- Opening Delimiter -

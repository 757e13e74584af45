use config::{Config, Environment, FileFormat};
use serde::Deserialize;
use std::env;
use std::path::Path;
use std::sync::OnceLock;

use crate::error::ConfigError;

const DEFAULT_CONFIG: &str = include_str!("../config/default.toml");

/// Prefix ECR requires for pull-through cache credential secrets
pub const PULL_THROUGH_SECRET_PREFIX: &str = "ecr-pullthroughcache/";

/// Non-secret stack parameters.
///
/// Credentials never live here; they come from [`crate::env`].
#[derive(Debug, Deserialize, Clone, PartialEq)]
pub struct Settings {
    pub stack: StackSettings,
    pub registry: RegistrySettings,
    pub service: ServiceSettings,
    #[serde(default)]
    pub network: NetworkSettings,
}

#[derive(Debug, Deserialize, Clone, PartialEq)]
pub struct StackSettings {
    pub name: String,
    #[serde(default)]
    pub description: String,
    /// AWS account id. Empty means "resolve from the caller's credentials".
    #[serde(default)]
    pub account: String,
    pub region: String,
}

#[derive(Debug, Deserialize, Clone, PartialEq)]
pub struct RegistrySettings {
    /// Upstream registry kind as ECR names it (e.g. "docker-hub")
    pub upstream_registry: String,
    pub upstream_registry_url: String,
    /// Local namespace the cache mirrors into
    pub repository_prefix: String,
    /// Upstream repository, e.g. "library/nginx"
    pub image: String,
    pub tag: String,
    pub secret_name: String,
}

impl RegistrySettings {
    /// Name of the mirrored repository inside the cache namespace
    pub fn repository_name(&self) -> String {
        format!("{}/{}", self.repository_prefix, self.image)
    }
}

#[derive(Debug, Deserialize, Clone, PartialEq)]
pub struct ServiceSettings {
    pub container_name: String,
    pub container_port: u16,
    pub listener_port: u16,
    /// Fargate CPU units
    pub cpu: u32,
    pub memory_mib: u32,
    pub desired_count: u32,
    pub health_check_path: String,
    pub log_retention_days: u32,
}

#[derive(Debug, Deserialize, Clone, PartialEq, Default)]
pub struct NetworkSettings {
    #[serde(default)]
    pub lookup: VpcLookupSettings,
}

/// How the VPC the service runs in is found
#[derive(Debug, Deserialize, Clone, PartialEq, Default)]
#[serde(tag = "type", rename_all = "kebab-case")]
pub enum VpcLookupSettings {
    /// The account's default VPC in the stack region
    #[default]
    DefaultVpc,
    /// A specific VPC, subnets discovered by lookup
    VpcId { vpc_id: String },
    /// Fully specified, no lookup performed
    Static {
        vpc_id: String,
        subnet_ids: Vec<String>,
        #[serde(default)]
        availability_zones: Vec<String>,
    },
}

/// Valid Fargate memory sizes (MiB) per CPU setting
fn fargate_memory_options(cpu: u32) -> Option<Vec<u32>> {
    let range = |from: u32, to: u32, step: u32| -> Vec<u32> {
        (from..=to).step_by(step as usize).collect()
    };
    match cpu {
        256 => Some(vec![512, 1024, 2048]),
        512 => Some(range(1024, 4096, 1024)),
        1024 => Some(range(2048, 8192, 1024)),
        2048 => Some(range(4096, 16384, 1024)),
        4096 => Some(range(8192, 30720, 1024)),
        8192 => Some(range(16384, 61440, 4096)),
        16384 => Some(range(32768, 122880, 8192)),
        _ => None,
    }
}

/// Retention periods CloudWatch Logs accepts
const LOG_RETENTION_DAYS: [u32; 22] = [
    1, 3, 5, 7, 14, 30, 60, 90, 120, 150, 180, 365, 400, 545, 731, 1096, 1827, 2192, 2557, 2922,
    3288, 3653,
];

fn env_placeholder() -> &'static regex::Regex {
    static RE: OnceLock<regex::Regex> = OnceLock::new();
    RE.get_or_init(|| regex::Regex::new(r"\$\{([^}:]+)(?::-([^}]*))?\}").expect("static regex"))
}

impl Settings {
    /// Substitute environment variables in a string value
    /// Replaces ${VAR_NAME} or ${VAR_NAME:-default} with environment variable values
    fn substitute_env_vars_in_string(s: &str) -> String {
        env_placeholder()
            .replace_all(s, |caps: &regex::Captures| {
                let var_name = &caps[1];
                let default_value = caps.get(2).map(|m| m.as_str());

                match env::var(var_name) {
                    Ok(val) if !val.is_empty() => val,
                    _ => default_value.unwrap_or("").to_string(),
                }
            })
            .to_string()
    }

    /// Substitute environment variables in every string of a config tree.
    ///
    /// Only string values are touched, so `config`'s own deserializer still
    /// coerces between numbers and strings afterwards.
    fn substitute_env_vars(value: &mut config::Value) {
        use config::ValueKind;

        match &mut value.kind {
            ValueKind::String(s) => *s = Self::substitute_env_vars_in_string(s),
            ValueKind::Table(table) => table.values_mut().for_each(Self::substitute_env_vars),
            ValueKind::Array(items) => items.iter_mut().for_each(Self::substitute_env_vars),
            _ => {}
        }
    }

    /// Try to add a config file with multiple extension attempts (.toml, .yaml, .yml)
    fn try_add_config_file(
        builder: config::ConfigBuilder<config::builder::DefaultState>,
        config_dir: &Path,
        name: &str,
    ) -> config::ConfigBuilder<config::builder::DefaultState> {
        for ext in ["toml", "yaml", "yml"] {
            let path = config_dir.join(format!("{}.{}", name, ext));
            if path.exists() {
                tracing::info!("Loading config file: {}", path.display());
                return builder.add_source(config::File::from(path));
            }
        }

        tracing::debug!(
            "Optional config file not found: {}/{}.{{toml,yaml,yml}}",
            config_dir.display(),
            name
        );
        builder
    }

    /// Load settings from the built-in defaults, the optional `stack` and
    /// `local` files in `config_dir`, and `STACK__SECTION__KEY` variables
    pub fn load(config_dir: Option<&Path>) -> Result<Self, ConfigError> {
        let environment = Environment::with_prefix("STACK")
            .prefix_separator("__")
            .separator("__");
        Self::load_with(config_dir, environment)
    }

    fn load_with(config_dir: Option<&Path>, environment: Environment) -> Result<Self, ConfigError> {
        let mut builder =
            Config::builder().add_source(config::File::from_str(DEFAULT_CONFIG, FileFormat::Toml));

        if let Some(dir) = config_dir {
            // Later sources win: defaults < stack < local < environment
            for name in ["stack", "local"] {
                builder = Self::try_add_config_file(builder, dir, name);
            }
        }

        let config = builder.add_source(environment).build()?;

        let mut root_value = config.cache;
        Self::substitute_env_vars(&mut root_value);

        // Deserializing from config::Value lets numeric-looking env overrides
        // (an account id, a "1.27" tag) land in string fields
        let mut unused_fields = Vec::new();
        let settings: Settings = serde_ignored::deserialize(root_value, |path| {
            unused_fields.push(path.to_string());
        })?;

        for field in &unused_fields {
            tracing::warn!("Unknown configuration field: {}", field);
        }

        settings.validate()?;
        Ok(settings)
    }

    /// Check values that CloudFormation would only reject at deploy time
    pub fn validate(&self) -> Result<(), ConfigError> {
        let name_re = regex::Regex::new(r"^[A-Za-z][A-Za-z0-9-]{0,127}$").expect("static regex");
        if !name_re.is_match(&self.stack.name) {
            return Err(ConfigError::invalid(
                "stack.name",
                format!(
                    "'{}' must start with a letter and contain only letters, digits and hyphens",
                    self.stack.name
                ),
            ));
        }
        if self.stack.region.is_empty() {
            return Err(ConfigError::invalid("stack.region", "must not be empty"));
        }
        if !self.stack.account.is_empty()
            && !(self.stack.account.len() == 12
                && self.stack.account.chars().all(|c| c.is_ascii_digit()))
        {
            return Err(ConfigError::invalid(
                "stack.account",
                format!("'{}' is not a 12-digit account id", self.stack.account),
            ));
        }

        self.validate_registry()?;
        self.validate_service()?;
        self.validate_network()
    }

    fn validate_registry(&self) -> Result<(), ConfigError> {
        let registry = &self.registry;

        match registry.secret_name.strip_prefix(PULL_THROUGH_SECRET_PREFIX) {
            Some(rest) if !rest.is_empty() => {}
            _ => {
                return Err(ConfigError::invalid(
                    "registry.secret_name",
                    format!(
                        "'{}' must start with '{}' followed by a name",
                        registry.secret_name, PULL_THROUGH_SECRET_PREFIX
                    ),
                ))
            }
        }

        let prefix_re = regex::Regex::new(r"^[a-z0-9][a-z0-9._-]{1,29}$").expect("static regex");
        if !prefix_re.is_match(&registry.repository_prefix) {
            return Err(ConfigError::invalid(
                "registry.repository_prefix",
                format!(
                    "'{}' must be 2-30 lowercase letters, digits, '.', '_' or '-'",
                    registry.repository_prefix
                ),
            ));
        }

        for (field, value) in [
            ("registry.upstream_registry", &registry.upstream_registry),
            ("registry.upstream_registry_url", &registry.upstream_registry_url),
            ("registry.image", &registry.image),
            ("registry.tag", &registry.tag),
        ] {
            if value.is_empty() {
                return Err(ConfigError::invalid(field, "must not be empty"));
            }
        }

        Ok(())
    }

    fn validate_service(&self) -> Result<(), ConfigError> {
        let service = &self.service;

        if service.container_name.is_empty() {
            return Err(ConfigError::invalid("service.container_name", "must not be empty"));
        }
        if service.container_port == 0 {
            return Err(ConfigError::invalid("service.container_port", "must be 1-65535"));
        }
        if service.listener_port == 0 {
            return Err(ConfigError::invalid("service.listener_port", "must be 1-65535"));
        }

        match fargate_memory_options(service.cpu) {
            None => {
                return Err(ConfigError::invalid(
                    "service.cpu",
                    format!("{} is not a Fargate CPU size", service.cpu),
                ))
            }
            Some(options) if !options.contains(&service.memory_mib) => {
                return Err(ConfigError::invalid(
                    "service.memory_mib",
                    format!(
                        "{} MiB is not valid with {} CPU units",
                        service.memory_mib, service.cpu
                    ),
                ))
            }
            Some(_) => {}
        }

        if !service.health_check_path.starts_with('/') {
            return Err(ConfigError::invalid(
                "service.health_check_path",
                "must start with '/'",
            ));
        }
        if !LOG_RETENTION_DAYS.contains(&service.log_retention_days) {
            return Err(ConfigError::invalid(
                "service.log_retention_days",
                format!(
                    "{} is not a CloudWatch Logs retention period",
                    service.log_retention_days
                ),
            ));
        }

        Ok(())
    }

    fn validate_network(&self) -> Result<(), ConfigError> {
        let vpc_id = match &self.network.lookup {
            VpcLookupSettings::DefaultVpc => return Ok(()),
            VpcLookupSettings::VpcId { vpc_id } => vpc_id,
            VpcLookupSettings::Static {
                vpc_id, subnet_ids, ..
            } => {
                // An application load balancer needs two subnets
                if subnet_ids.len() < 2 {
                    return Err(ConfigError::invalid(
                        "network.lookup.subnet_ids",
                        "at least two subnets are required",
                    ));
                }
                vpc_id
            }
        };

        if !vpc_id.starts_with("vpc-") {
            return Err(ConfigError::invalid(
                "network.lookup.vpc_id",
                format!("'{}' is not a VPC id", vpc_id),
            ));
        }
        Ok(())
    }
}

#[cfg(test)]
impl Settings {
    /// Built-in defaults with a fixed account, independent of the process environment
    pub(crate) fn for_tests() -> Self {
        let environment = Environment::with_prefix("STACK").source(Some(config::Map::new()));
        let mut settings =
            Self::load_with(None, environment).expect("built-in defaults are valid");
        settings.stack.account = "123456789012".to_string();
        settings.stack.region = "us-east-1".to_string();
        settings
    }
}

- Closing Delimiter -

What you will do: Referring to the material above, set down exactly the lines between the line with "Self::load_with(config_dir, environment)" and the line with "for name in", inclusive, and no other lines.

Your response:
        Self::load_with(config_dir, environment)
    }

    fn load_with(config_dir: Option<&Path>, environment: Environment) -> Result<Self, ConfigError> {
        let mut builder =
            Config::builder().add_source(config::File::from_str(DEFAULT_CONFIG, FileFormat::Toml));

        if let Some(dir) = config_dir {
            // Later sources win: defaults < stack < local < environment
            for name in ["stack", "local"] {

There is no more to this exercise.